▶ **Exercise requirements**:
In the data that follows, count the lines where "clear" appears, and write only the number.

Stored items from a collection
========================================
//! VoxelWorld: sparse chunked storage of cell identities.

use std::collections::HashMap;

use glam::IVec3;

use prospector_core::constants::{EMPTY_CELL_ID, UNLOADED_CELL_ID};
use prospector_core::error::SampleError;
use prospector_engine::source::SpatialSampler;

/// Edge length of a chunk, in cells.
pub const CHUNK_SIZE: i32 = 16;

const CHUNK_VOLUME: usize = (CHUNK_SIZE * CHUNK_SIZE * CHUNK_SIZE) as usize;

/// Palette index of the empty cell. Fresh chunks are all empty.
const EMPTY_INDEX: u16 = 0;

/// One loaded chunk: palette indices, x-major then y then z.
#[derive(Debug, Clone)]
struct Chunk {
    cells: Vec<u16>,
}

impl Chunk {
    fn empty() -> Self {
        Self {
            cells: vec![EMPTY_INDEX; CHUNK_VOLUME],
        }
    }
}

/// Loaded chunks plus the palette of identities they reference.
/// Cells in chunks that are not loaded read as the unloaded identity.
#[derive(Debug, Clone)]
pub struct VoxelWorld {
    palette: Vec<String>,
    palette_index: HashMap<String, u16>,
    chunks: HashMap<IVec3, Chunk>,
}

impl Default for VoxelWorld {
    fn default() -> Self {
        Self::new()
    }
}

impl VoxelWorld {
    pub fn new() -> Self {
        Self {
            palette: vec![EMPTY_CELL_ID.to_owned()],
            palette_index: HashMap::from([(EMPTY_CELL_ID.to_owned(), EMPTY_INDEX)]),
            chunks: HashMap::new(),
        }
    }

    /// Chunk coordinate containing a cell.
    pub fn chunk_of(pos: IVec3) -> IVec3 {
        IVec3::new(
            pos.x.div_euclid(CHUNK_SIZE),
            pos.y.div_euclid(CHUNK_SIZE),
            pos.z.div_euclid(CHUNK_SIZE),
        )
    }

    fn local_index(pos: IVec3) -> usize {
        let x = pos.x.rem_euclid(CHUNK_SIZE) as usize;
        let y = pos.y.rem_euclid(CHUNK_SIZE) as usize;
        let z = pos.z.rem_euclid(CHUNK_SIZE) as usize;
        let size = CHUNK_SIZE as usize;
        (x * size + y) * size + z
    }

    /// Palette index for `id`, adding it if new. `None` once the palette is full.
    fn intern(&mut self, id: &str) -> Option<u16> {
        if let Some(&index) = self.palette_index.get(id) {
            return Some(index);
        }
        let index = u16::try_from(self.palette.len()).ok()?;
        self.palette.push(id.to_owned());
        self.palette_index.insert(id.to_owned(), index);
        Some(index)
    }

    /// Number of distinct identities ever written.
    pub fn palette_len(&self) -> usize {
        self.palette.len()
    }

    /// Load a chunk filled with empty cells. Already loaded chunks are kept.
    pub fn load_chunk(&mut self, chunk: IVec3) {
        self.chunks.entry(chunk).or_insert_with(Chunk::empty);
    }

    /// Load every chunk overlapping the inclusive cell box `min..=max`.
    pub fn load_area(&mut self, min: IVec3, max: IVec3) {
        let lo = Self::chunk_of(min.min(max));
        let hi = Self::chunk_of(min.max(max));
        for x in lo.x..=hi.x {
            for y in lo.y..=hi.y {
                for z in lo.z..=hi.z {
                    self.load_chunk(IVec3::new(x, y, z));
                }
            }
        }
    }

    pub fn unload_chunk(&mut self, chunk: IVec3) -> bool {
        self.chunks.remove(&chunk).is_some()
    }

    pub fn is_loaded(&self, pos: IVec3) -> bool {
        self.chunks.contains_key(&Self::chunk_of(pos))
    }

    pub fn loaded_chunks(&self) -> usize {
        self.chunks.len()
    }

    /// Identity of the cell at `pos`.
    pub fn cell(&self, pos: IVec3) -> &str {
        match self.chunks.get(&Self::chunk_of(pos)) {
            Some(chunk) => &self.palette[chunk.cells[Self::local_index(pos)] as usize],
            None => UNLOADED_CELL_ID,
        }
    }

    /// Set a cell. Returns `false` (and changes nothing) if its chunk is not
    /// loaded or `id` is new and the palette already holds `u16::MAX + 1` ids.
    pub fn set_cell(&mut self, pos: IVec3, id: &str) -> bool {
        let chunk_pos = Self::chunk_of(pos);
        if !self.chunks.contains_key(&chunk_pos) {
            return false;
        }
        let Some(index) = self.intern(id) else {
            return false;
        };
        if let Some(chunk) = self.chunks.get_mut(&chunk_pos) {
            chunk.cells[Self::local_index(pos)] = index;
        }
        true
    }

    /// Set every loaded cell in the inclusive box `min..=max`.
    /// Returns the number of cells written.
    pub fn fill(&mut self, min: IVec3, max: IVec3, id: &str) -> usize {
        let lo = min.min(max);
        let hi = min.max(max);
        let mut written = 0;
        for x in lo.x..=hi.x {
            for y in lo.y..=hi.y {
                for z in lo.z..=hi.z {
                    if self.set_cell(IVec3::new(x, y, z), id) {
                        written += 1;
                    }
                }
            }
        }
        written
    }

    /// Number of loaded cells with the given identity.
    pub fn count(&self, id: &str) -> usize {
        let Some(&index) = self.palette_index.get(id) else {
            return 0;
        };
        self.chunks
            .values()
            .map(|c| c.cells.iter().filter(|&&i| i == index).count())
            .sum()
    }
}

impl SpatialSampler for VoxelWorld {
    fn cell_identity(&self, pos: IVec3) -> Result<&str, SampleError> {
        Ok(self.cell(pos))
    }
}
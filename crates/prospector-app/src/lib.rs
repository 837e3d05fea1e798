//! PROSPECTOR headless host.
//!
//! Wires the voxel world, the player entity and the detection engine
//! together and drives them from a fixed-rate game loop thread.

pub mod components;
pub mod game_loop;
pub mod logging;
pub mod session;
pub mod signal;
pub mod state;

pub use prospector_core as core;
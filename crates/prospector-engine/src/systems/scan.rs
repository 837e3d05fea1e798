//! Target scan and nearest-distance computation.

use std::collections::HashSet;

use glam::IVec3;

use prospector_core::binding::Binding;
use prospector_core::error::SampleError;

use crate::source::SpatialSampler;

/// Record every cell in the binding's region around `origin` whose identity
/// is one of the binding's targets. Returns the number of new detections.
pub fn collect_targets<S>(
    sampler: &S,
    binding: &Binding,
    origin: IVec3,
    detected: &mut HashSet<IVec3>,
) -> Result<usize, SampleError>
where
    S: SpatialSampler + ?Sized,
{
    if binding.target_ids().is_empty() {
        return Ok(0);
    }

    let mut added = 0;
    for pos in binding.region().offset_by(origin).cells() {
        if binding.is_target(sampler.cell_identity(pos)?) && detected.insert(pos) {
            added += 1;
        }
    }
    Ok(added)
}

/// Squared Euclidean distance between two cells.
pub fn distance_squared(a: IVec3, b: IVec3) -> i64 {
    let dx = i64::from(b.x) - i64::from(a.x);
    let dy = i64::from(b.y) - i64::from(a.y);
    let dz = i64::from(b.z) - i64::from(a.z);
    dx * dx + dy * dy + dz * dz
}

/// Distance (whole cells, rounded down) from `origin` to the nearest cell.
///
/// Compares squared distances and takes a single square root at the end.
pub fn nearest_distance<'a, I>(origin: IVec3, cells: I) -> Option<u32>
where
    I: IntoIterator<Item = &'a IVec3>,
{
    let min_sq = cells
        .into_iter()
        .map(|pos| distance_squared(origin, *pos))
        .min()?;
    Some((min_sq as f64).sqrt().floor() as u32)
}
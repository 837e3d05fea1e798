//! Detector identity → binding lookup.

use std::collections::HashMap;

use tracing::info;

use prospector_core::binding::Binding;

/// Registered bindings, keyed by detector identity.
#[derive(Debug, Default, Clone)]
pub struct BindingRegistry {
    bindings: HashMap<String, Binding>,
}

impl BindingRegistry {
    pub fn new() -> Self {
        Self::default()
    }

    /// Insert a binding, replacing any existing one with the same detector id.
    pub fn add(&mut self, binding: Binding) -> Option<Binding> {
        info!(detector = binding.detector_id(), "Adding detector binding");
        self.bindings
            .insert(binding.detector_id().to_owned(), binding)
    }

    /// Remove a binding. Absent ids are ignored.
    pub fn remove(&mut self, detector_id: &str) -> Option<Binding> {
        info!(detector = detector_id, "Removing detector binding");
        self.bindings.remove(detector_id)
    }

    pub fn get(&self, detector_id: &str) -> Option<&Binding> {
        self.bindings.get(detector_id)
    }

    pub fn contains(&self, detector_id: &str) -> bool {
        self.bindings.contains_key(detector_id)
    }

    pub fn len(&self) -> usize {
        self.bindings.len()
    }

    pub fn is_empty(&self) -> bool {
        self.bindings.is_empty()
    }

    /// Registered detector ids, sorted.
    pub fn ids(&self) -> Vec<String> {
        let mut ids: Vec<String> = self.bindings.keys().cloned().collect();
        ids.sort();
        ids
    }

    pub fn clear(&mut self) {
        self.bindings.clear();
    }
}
========================================
▶ **The completed task**:
2